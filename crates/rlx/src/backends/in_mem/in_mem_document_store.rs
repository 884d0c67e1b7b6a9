use std::sync::Arc;

use anyhow::Result;
use async_trait::async_trait;
use tokio::sync::Mutex;
use tracing::trace;

use crate::backends::DocumentStore;
use crate::common::RowRecord;

/// 🗄️ A document store that never forgets, as long as the process doesn't exit.
///
/// Keeps batch boundaries, so tests can assert "this job landed as one batch" and not
/// just "these rows exist somewhere".
#[derive(Debug, Default, Clone)]
pub struct InMemoryDocumentStore {
    batches: Arc<Mutex<Vec<Vec<RowRecord>>>>,
}

impl InMemoryDocumentStore {
    pub fn new() -> Self {
        Self::default()
    }

    /// 📦 Every committed batch, in commit order.
    pub async fn batches(&self) -> Vec<Vec<RowRecord>> {
        self.batches.lock().await.clone()
    }

    /// 📄 Every committed record, flattened.
    pub async fn records(&self) -> Vec<RowRecord> {
        self.batches.lock().await.iter().flatten().cloned().collect()
    }
}

#[async_trait]
impl DocumentStore for InMemoryDocumentStore {
    async fn batch_create(&self, records: &[RowRecord]) -> Result<()> {
        if records.is_empty() {
            return Ok(());
        }
        trace!(records = records.len(), "🗄️ committing batch to RAM");
        // -- 🔒 one push under one lock: the whole batch shows up at once, or not at all
        self.batches.lock().await.push(records.to_vec());
        Ok(())
    }
}
/// 🚦 Where a message is in its life.
#[derive(Debug, Clone, Copy, PartialEq, Eq)]
pub enum JobStage {
    Received,
    Downloading,
    Parsing,
    Committing,
    Acknowledged,
    Failed,
}

impl fmt::Display for JobStage {
    fn fmt(&self, f: &mut fmt::Formatter<'_>) -> fmt::Result {
        let name = match self {
            JobStage::Received => "received",
            JobStage::Downloading => "downloading",
            JobStage::Parsing => "parsing",
            JobStage::Committing => "committing",
            JobStage::Acknowledged => "acknowledged",
            JobStage::Failed => "failed",
        };
        f.write_str(name)
    }
}

/// 🏁 How one message ended. `stage` is the stage that went wrong.
#[derive(Debug, Clone, PartialEq, Eq)]
pub enum MessageOutcome {
    Acknowledged {
        job_id: JobId,
        committed: usize,
        rejected: u64,
    },
    Deferred {
        job_id: Option<JobId>,
        stage: JobStage,
        reason: String,
    },
    Failed {
        job_id: Option<JobId>,
        stage: JobStage,
        reason: String,
    },
}

impl MessageOutcome {
    pub fn is_acknowledged(&self) -> bool {
        matches!(self, MessageOutcome::Acknowledged { .. })
    }

    pub fn job_id(&self) -> Option<JobId> {
        match self {
            MessageOutcome::Acknowledged { job_id, .. } => Some(*job_id),
            MessageOutcome::Deferred { job_id, .. } | MessageOutcome::Failed { job_id, .. } => *job_id,
        }
    }
}

/// 🛑 Why [`Consumer::run`] returned.
#[derive(Debug, Clone, Copy, PartialEq, Eq)]
pub enum StopReason {
    Shutdown,
    QueueClosed,
    Idle,
}

/// 📋 Tally of one [`Consumer::run`].
#[derive(Debug, Clone, Copy, PartialEq, Eq)]
pub struct RunSummary {
    pub acknowledged: u64,
    pub deferred: u64,
    pub failed: u64,
    pub receive_errors: u64,
    pub stopped_by: StopReason,
}

struct ParsedJob {
    records: Vec<RowRecord>,
    rejected: u64,
}

/// 📥 Pulls job messages, turns blobs into rows, commits them, acks.
#[derive(Debug)]
pub struct Consumer<B: ?Sized, Q: ?Sized, D: ?Sized> {
    blob_store: Arc<B>,
    job_queue: Arc<Q>,
    document_store: Arc<D>,
    metrics: Arc<PipelineMetrics>,
    config: ConsumerConfig,
}
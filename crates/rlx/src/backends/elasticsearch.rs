//! # 📡 THE ELASTICSEARCH BACKEND
//!
//! 🎬 COLD OPEN: INT. SERVER ROOM, 3:47 AM
//!
//! A spreadsheet with forty thousand rows has been parsed, tagged, and batched. All
//! that is left is to hand it to a cluster. The cluster is yellow. The cluster is
//! always yellow. Nobody remembers why.
//!
//! This module turns one committed batch into one `_bulk` request made of `create`
//! actions, and treats a per-item failure inside a 200 response as the failure it is.
//!
//! 🦆 (mandatory duck, no context provided, none shall be requested)

mod elasticsearch_document_store;

pub use elasticsearch_document_store::{ElasticsearchDocumentStore, ElasticsearchDocumentStoreConfig};
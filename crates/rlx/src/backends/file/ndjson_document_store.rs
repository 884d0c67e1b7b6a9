use anyhow::{Context, Result};
use async_trait::async_trait;
use serde::Deserialize;
use tokio::fs::{File, OpenOptions};
use tokio::io::AsyncWriteExt;
use tokio::sync::Mutex;
use tracing::{debug, error, trace, warn};

use crate::backends::DocumentStore;
use crate::common::RowRecord;

#[derive(Debug, Deserialize, Clone)]
pub struct NdjsonDocumentStoreConfig {
    /// 📄 Output file. Appended to, never truncated.
    pub file_name: String,
}

/// 🗄️ A document store that is one ever-growing NDJSON file.
///
/// One JSON object per line. A batch is serialized up front and written with a single
/// `write_all`, under a lock, so batches from concurrent consumers never interleave.
/// A write or flush that fails part-way is cut back off the file, so a failed batch
/// leaves nothing behind for the redelivery to duplicate.
#[derive(Debug)]
pub struct NdjsonDocumentStore {
    file: Mutex<File>,
    config: NdjsonDocumentStoreConfig,
}

impl NdjsonDocumentStore {
    pub async fn new(config: NdjsonDocumentStoreConfig) -> Result<Self> {
        if let Some(parent) = std::path::Path::new(&config.file_name)
            .parent()
            .filter(|p| !p.as_os_str().is_empty())
        {
            tokio::fs::create_dir_all(parent).await.with_context(|| {
                format!("💀 could not create the folder for '{}'", config.file_name)
            })?;
        }
        let file = OpenOptions::new()
            .create(true)
            .append(true)
            .open(&config.file_name)
            .await
            .with_context(|| {
                format!(
                    "💀 Tried to open '{}' for appending. The filesystem said no. It didn't say why. It never does.",
                    config.file_name
                )
            })?;
        debug!(file = %config.file_name, "🗄️ NDJSON document store ready");
        Ok(Self {
            file: Mutex::new(file),
            config,
        })
    }
}

#[async_trait]
impl DocumentStore for NdjsonDocumentStore {
    async fn batch_create(&self, records: &[RowRecord]) -> Result<()> {
        if records.is_empty() {
            return Ok(());
        }
        let mut payload = Vec::with_capacity(records.len() * 64);
        for record in records {
            serde_json::to_writer(&mut payload, record)?;
            payload.push(b'\n');
        }

        let mut file = self.file.lock().await;
        let previous_len = file
            .metadata()
            .await
            .with_context(|| format!("💀 failed to stat '{}' before appending", self.config.file_name))?
            .len();
        if let Err(err) = append_batch(&mut file, &payload).await {
            warn!(
                file = %self.config.file_name,
                error = %err,
                previous_len,
                "✂️ batch append failed, cutting the file back"
            );
            if let Err(rollback_err) = truncate_to(&mut file, previous_len).await {
                error!(
                    file = %self.config.file_name,
                    error = %rollback_err,
                    "💀 could not cut the torn batch off, the file now ends mid-batch"
                );
            }
            return Err(err).with_context(|| {
                format!("💀 failed to append batch to '{}'", self.config.file_name)
            });
        }
        trace!(records = records.len(), bytes = payload.len(), "🗄️ batch appended");
        Ok(())
    }
}

async fn append_batch(file: &mut File, payload: &[u8]) -> std::io::Result<()> {
    file.write_all(payload).await?;
    file.flush().await
}

// -- ✂️ append mode writes at the end regardless of position, so a shorter file is all it takes
async fn truncate_to(file: &mut File, len: u64) -> std::io::Result<()> {
    file.set_len(len).await?;
    file.sync_data().await
}

#[cfg(test)]
mod tests {
    use super::*;

    #[tokio::test]
    async fn the_one_where_each_row_gets_its_own_line() -> Result<()> {
        let dir = tempfile::tempdir()?;
        let path = dir.path().join("out").join("docs.ndjson");
        let store = NdjsonDocumentStore::new(NdjsonDocumentStoreConfig {
            file_name: path.display().to_string(),
        })
        .await?;

        store
            .batch_create(&[
                RowRecord::from_iter([("jobId", "j1"), ("name", "Alice")]),
                RowRecord::from_iter([("jobId", "j1"), ("name", "Bob")]),
            ])
            .await?;
        store.batch_create(&[]).await?;
        store
            .batch_create(&[RowRecord::from_iter([("jobId", "j2"), ("name", "Carol")])])
            .await?;

        let content = tokio::fs::read_to_string(&path).await?;
        let lines: Vec<&str> = content.lines().collect();
        assert_eq!(
            lines,
            vec![
                r#"{"jobId":"j1","name":"Alice"}"#,
                r#"{"jobId":"j1","name":"Bob"}"#,
                r#"{"jobId":"j2","name":"Carol"}"#,
            ]
        );
        Ok(())
    }

    #[tokio::test]
    async fn the_one_where_reopening_appends_instead_of_clobbering() -> Result<()> {
        let dir = tempfile::tempdir()?;
        let file_name = dir.path().join("docs.ndjson").display().to_string();
        let config = NdjsonDocumentStoreConfig { file_name: file_name.clone() };

        NdjsonDocumentStore::new(config.clone())
            .await?
            .batch_create(&[RowRecord::from_iter([("a", "1")])])
            .await?;
        NdjsonDocumentStore::new(config)
            .await?
            .batch_create(&[RowRecord::from_iter([("a", "2")])])
            .await?;

        let content = tokio::fs::read_to_string(&file_name).await?;
        assert_eq!(content.lines().count(), 2);
        Ok(())
    }

    #[tokio::test]
    async fn the_one_where_a_torn_batch_gets_cut_back_off() -> Result<()> {
        let dir = tempfile::tempdir()?;
        let path = dir.path().join("docs.ndjson");
        let store = NdjsonDocumentStore::new(NdjsonDocumentStoreConfig {
            file_name: path.display().to_string(),
        })
        .await?;
        store
            .batch_create(&[RowRecord::from_iter([("jobId", "j1"), ("name", "Alice")])])
            .await?;

        // -- 💥 half a batch made it to disk before the write gave up
        {
            let mut file = store.file.lock().await;
            let before = file.metadata().await?.len();
            append_batch(&mut file, b"{\"jobId\":\"j2\",\"name\":\"Bob\"}\n{\"jobId\":\"j2\",\"na").await?;
            truncate_to(&mut file, before).await?;
        }

        store
            .batch_create(&[RowRecord::from_iter([("jobId", "j2"), ("name", "Bob")])])
            .await?;

        let content = tokio::fs::read_to_string(&path).await?;
        assert_eq!(
            content,
            "{\"jobId\":\"j1\",\"name\":\"Alice\"}\n{\"jobId\":\"j2\",\"name\":\"Bob\"}\n"
        );
        Ok(())
    }
}
//! 📊 metrics.rs: "How many files did we actually ingest?" A question asked by every
//! on-call engineer, usually right after someone says "it's fine, the queue is empty".
//!
//! Plain atomic counters, shared by the producer and the consumer through an `Arc`.
//! No exporter, no scrape endpoint. The CLI renders a summary table at exit.
//!
//! 🦆 The duck counts too. It just doesn't tell anyone.

use std::sync::atomic::{AtomicU64, Ordering};

use comfy_table::{Cell, CellAlignment, ContentArrangement, Table, presets::NOTHING};

// -- 📏 one mebibyte. not a megabyte. there's a difference and I will die on this hill.
const MIB: u64 = 1024 * 1024;

/// 🔢 Pipeline counters. Every method takes `&self`; increments are relaxed.
#[derive(Debug, Default)]
pub struct PipelineMetrics {
    files_uploaded: AtomicU64,
    bytes_uploaded: AtomicU64,
    submits_rejected: AtomicU64,
    files_processed: AtomicU64,
    lines_processed: AtomicU64,
    parse_errors: AtomicU64,
    jobs_acknowledged: AtomicU64,
    jobs_deferred: AtomicU64,
    jobs_failed: AtomicU64,
}

/// 📸 A point-in-time copy of every counter.
#[derive(Debug, Clone, Copy, Default, PartialEq, Eq)]
pub struct MetricsSnapshot {
    pub files_uploaded: u64,
    pub bytes_uploaded: u64,
    pub submits_rejected: u64,
    pub files_processed: u64,
    pub lines_processed: u64,
    pub parse_errors: u64,
    pub jobs_acknowledged: u64,
    pub jobs_deferred: u64,
    pub jobs_failed: u64,
}

impl PipelineMetrics {
    pub fn new() -> Self {
        Self::default()
    }

    /// 📤 One file made it into the blob store.
    pub fn record_upload(&self, bytes: u64) {
        self.files_uploaded.fetch_add(1, Ordering::Relaxed);
        self.bytes_uploaded.fetch_add(bytes, Ordering::Relaxed);
    }

    pub fn record_submit_rejected(&self) {
        self.submits_rejected.fetch_add(1, Ordering::Relaxed);
    }

    /// 📥 One blob was downloaded and parsed to the end.
    pub fn record_file_processed(&self) {
        self.files_processed.fetch_add(1, Ordering::Relaxed);
    }

    pub fn record_lines_processed(&self, lines: u64) {
        self.lines_processed.fetch_add(lines, Ordering::Relaxed);
    }

    pub fn record_parse_errors(&self, errors: u64) {
        self.parse_errors.fetch_add(errors, Ordering::Relaxed);
    }

    pub fn record_acknowledged(&self) {
        self.jobs_acknowledged.fetch_add(1, Ordering::Relaxed);
    }

    pub fn record_deferred(&self) {
        self.jobs_deferred.fetch_add(1, Ordering::Relaxed);
    }

    pub fn record_failed(&self) {
        self.jobs_failed.fetch_add(1, Ordering::Relaxed);
    }

    pub fn snapshot(&self) -> MetricsSnapshot {
        MetricsSnapshot {
            files_uploaded: self.files_uploaded.load(Ordering::Relaxed),
            bytes_uploaded: self.bytes_uploaded.load(Ordering::Relaxed),
            submits_rejected: self.submits_rejected.load(Ordering::Relaxed),
            files_processed: self.files_processed.load(Ordering::Relaxed),
            lines_processed: self.lines_processed.load(Ordering::Relaxed),
            parse_errors: self.parse_errors.load(Ordering::Relaxed),
            jobs_acknowledged: self.jobs_acknowledged.load(Ordering::Relaxed),
            jobs_deferred: self.jobs_deferred.load(Ordering::Relaxed),
            jobs_failed: self.jobs_failed.load(Ordering::Relaxed),
        }
    }

    /// 🍽️ The summary table: two columns, right-aligned, no borders.
    pub fn render(&self) -> String {
        let s = self.snapshot();
        let rows = [
            ("files uploaded", format_number(s.files_uploaded)),
            ("bytes uploaded", format_bytes(s.bytes_uploaded)),
            ("submits rejected", format_number(s.submits_rejected)),
            ("files processed", format_number(s.files_processed)),
            ("lines processed", format_number(s.lines_processed)),
            ("parse errors", format_number(s.parse_errors)),
            ("jobs acknowledged", format_number(s.jobs_acknowledged)),
            ("jobs deferred", format_number(s.jobs_deferred)),
            ("jobs failed", format_number(s.jobs_failed)),
        ];

        let mut table = Table::new();
        table.load_preset(NOTHING);
        table.set_content_arrangement(ContentArrangement::Dynamic);
        for (label, value) in rows {
            table.add_row(vec![
                Cell::new(label).set_alignment(CellAlignment::Right),
                Cell::new(value).set_alignment(CellAlignment::Right),
            ]);
        }
        table.to_string()
    }
}

/// 🔢 "1000000" → "1,000,000". You're welcome, eyes.
fn format_number(n: u64) -> String {
    let s = n.to_string();
    let mut result = String::with_capacity(s.len() + s.len() / 3);
    for (i, c) in s.chars().enumerate() {
        if i > 0 && (s.len() - i) % 3 == 0 {
            result.push(',');
        }
        result.push(c);
    }
    result
}

fn format_bytes(bytes: u64) -> String {
    if bytes >= MIB {
        format!("{:.2} MiB", bytes as f64 / MIB as f64)
    } else if bytes >= 1024 {
        format!("{:.2} KiB", bytes as f64 / 1024.0)
    } else {
        format!("{bytes} bytes")
    }
}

How to complete this task
Exact copies of the lines from the start of the data up to the line holding "pub struct InMemoryDocumentStore", both included, are all that is needed.

Problem solution
filename crates/rlx/src/backends/in_mem/in_mem_document_store.rs
repository 884d0c67e1b7b6a9
use std::sync::Arc;

use anyhow::Result;
use async_trait::async_trait;
use tokio::sync::Mutex;
use tracing::trace;

use crate::backends::DocumentStore;
use crate::common::RowRecord;

/// 🗄️ A document store that never forgets, as long as the process doesn't exit.
///
/// Keeps batch boundaries, so tests can assert "this job landed as one batch" and not
/// just "these rows exist somewhere".
#[derive(Debug, Default, Clone)]
pub struct InMemoryDocumentStore {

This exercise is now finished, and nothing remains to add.